____ DATA TO USE

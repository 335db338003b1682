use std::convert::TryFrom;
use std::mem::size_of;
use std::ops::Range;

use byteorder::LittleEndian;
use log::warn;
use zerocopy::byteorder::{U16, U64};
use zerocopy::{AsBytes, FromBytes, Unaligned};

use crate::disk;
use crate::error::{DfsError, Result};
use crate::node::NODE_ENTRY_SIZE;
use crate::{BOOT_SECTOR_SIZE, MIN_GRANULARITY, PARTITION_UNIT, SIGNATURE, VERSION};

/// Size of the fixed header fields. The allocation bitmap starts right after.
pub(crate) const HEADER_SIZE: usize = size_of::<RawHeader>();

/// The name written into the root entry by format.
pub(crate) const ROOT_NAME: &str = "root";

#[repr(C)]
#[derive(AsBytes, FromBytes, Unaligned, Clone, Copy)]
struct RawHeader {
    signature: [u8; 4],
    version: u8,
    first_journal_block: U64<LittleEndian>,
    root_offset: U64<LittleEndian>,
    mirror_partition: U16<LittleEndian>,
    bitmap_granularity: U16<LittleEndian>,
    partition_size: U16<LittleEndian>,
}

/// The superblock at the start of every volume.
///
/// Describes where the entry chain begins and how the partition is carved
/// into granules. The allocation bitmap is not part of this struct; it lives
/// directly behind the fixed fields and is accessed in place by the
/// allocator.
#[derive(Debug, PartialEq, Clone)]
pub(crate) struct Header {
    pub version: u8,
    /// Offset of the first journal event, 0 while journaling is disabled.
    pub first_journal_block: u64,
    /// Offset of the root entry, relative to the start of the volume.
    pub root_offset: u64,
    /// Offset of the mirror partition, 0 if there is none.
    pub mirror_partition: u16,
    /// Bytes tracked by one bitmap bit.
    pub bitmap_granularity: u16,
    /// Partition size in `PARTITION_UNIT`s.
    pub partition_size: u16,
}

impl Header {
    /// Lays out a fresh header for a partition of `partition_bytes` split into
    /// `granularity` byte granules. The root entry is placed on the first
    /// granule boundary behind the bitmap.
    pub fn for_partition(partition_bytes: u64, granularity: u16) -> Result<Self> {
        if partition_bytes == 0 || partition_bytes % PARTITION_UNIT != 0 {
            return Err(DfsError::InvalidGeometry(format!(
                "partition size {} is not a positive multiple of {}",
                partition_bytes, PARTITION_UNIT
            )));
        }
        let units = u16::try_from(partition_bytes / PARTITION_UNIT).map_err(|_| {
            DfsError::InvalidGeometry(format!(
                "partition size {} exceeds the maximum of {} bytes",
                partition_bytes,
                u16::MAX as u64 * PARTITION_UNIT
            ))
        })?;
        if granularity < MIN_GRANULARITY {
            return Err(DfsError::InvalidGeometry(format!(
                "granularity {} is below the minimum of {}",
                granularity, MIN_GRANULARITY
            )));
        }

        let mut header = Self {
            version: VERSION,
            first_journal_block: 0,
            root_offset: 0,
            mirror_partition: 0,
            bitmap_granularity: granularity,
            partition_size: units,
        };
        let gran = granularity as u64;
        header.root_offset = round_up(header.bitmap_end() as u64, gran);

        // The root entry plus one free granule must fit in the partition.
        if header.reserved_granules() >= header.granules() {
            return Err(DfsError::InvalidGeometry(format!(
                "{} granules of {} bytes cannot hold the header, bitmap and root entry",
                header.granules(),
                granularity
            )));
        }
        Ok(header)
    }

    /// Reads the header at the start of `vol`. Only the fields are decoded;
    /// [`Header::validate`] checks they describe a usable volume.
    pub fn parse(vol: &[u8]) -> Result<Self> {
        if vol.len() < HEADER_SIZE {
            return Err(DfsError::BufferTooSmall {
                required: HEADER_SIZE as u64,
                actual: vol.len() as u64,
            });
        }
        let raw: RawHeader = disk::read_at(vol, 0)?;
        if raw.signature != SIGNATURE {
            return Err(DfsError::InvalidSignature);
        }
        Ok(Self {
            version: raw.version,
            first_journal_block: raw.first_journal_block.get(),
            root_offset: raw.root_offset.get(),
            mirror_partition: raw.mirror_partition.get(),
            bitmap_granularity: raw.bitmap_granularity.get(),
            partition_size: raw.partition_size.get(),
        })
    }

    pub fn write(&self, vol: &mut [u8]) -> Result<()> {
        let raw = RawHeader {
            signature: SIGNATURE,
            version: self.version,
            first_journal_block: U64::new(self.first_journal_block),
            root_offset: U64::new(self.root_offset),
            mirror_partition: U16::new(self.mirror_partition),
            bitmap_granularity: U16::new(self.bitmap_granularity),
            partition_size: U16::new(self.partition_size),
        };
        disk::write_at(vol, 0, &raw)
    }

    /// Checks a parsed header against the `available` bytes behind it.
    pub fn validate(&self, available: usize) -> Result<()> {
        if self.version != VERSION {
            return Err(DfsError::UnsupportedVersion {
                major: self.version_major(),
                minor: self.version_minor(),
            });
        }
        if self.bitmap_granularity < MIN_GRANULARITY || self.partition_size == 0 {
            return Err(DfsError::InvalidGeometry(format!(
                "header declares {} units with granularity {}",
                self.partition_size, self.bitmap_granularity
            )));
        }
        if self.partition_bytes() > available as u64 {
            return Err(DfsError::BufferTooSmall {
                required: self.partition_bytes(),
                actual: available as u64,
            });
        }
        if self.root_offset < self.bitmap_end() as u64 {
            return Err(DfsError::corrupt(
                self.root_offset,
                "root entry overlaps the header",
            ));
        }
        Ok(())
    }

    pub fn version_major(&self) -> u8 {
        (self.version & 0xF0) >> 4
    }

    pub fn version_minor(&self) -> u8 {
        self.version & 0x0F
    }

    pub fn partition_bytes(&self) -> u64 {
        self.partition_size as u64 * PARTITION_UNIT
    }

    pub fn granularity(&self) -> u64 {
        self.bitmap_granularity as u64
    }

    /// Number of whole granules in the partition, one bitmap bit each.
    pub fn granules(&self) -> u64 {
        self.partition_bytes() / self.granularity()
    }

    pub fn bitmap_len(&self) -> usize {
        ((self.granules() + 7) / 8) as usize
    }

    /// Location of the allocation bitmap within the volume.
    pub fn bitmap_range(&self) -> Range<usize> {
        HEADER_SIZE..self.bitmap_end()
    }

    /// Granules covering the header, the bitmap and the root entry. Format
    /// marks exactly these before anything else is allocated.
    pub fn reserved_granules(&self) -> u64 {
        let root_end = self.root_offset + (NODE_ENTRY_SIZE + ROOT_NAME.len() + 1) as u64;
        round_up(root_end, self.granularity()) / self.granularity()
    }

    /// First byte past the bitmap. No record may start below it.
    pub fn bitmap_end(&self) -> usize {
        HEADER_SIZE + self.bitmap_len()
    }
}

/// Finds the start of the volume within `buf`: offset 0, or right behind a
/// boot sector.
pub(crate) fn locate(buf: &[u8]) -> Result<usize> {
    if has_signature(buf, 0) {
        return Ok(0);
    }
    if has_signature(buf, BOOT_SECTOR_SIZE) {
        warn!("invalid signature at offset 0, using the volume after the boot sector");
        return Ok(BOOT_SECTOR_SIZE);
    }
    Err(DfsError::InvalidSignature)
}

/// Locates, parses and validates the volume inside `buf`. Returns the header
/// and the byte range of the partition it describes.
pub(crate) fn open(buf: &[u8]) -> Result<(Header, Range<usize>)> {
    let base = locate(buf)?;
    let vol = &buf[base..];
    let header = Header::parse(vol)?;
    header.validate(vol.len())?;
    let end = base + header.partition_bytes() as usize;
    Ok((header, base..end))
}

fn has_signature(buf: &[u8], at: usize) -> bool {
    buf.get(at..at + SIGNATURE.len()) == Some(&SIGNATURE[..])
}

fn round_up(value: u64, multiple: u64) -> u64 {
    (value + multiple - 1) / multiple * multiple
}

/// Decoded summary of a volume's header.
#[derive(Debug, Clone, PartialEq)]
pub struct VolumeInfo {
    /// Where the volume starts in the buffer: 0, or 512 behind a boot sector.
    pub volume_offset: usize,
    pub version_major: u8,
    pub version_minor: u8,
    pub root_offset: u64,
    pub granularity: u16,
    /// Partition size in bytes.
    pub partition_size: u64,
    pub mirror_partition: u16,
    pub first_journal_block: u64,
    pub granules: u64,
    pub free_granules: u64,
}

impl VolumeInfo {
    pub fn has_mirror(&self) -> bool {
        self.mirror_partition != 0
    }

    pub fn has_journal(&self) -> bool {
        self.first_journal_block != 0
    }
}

________

WHAT THE EXERCISE ASKS
For every line in the records above that holds "struct", add one, and report the sum alone.

RESPONSE
4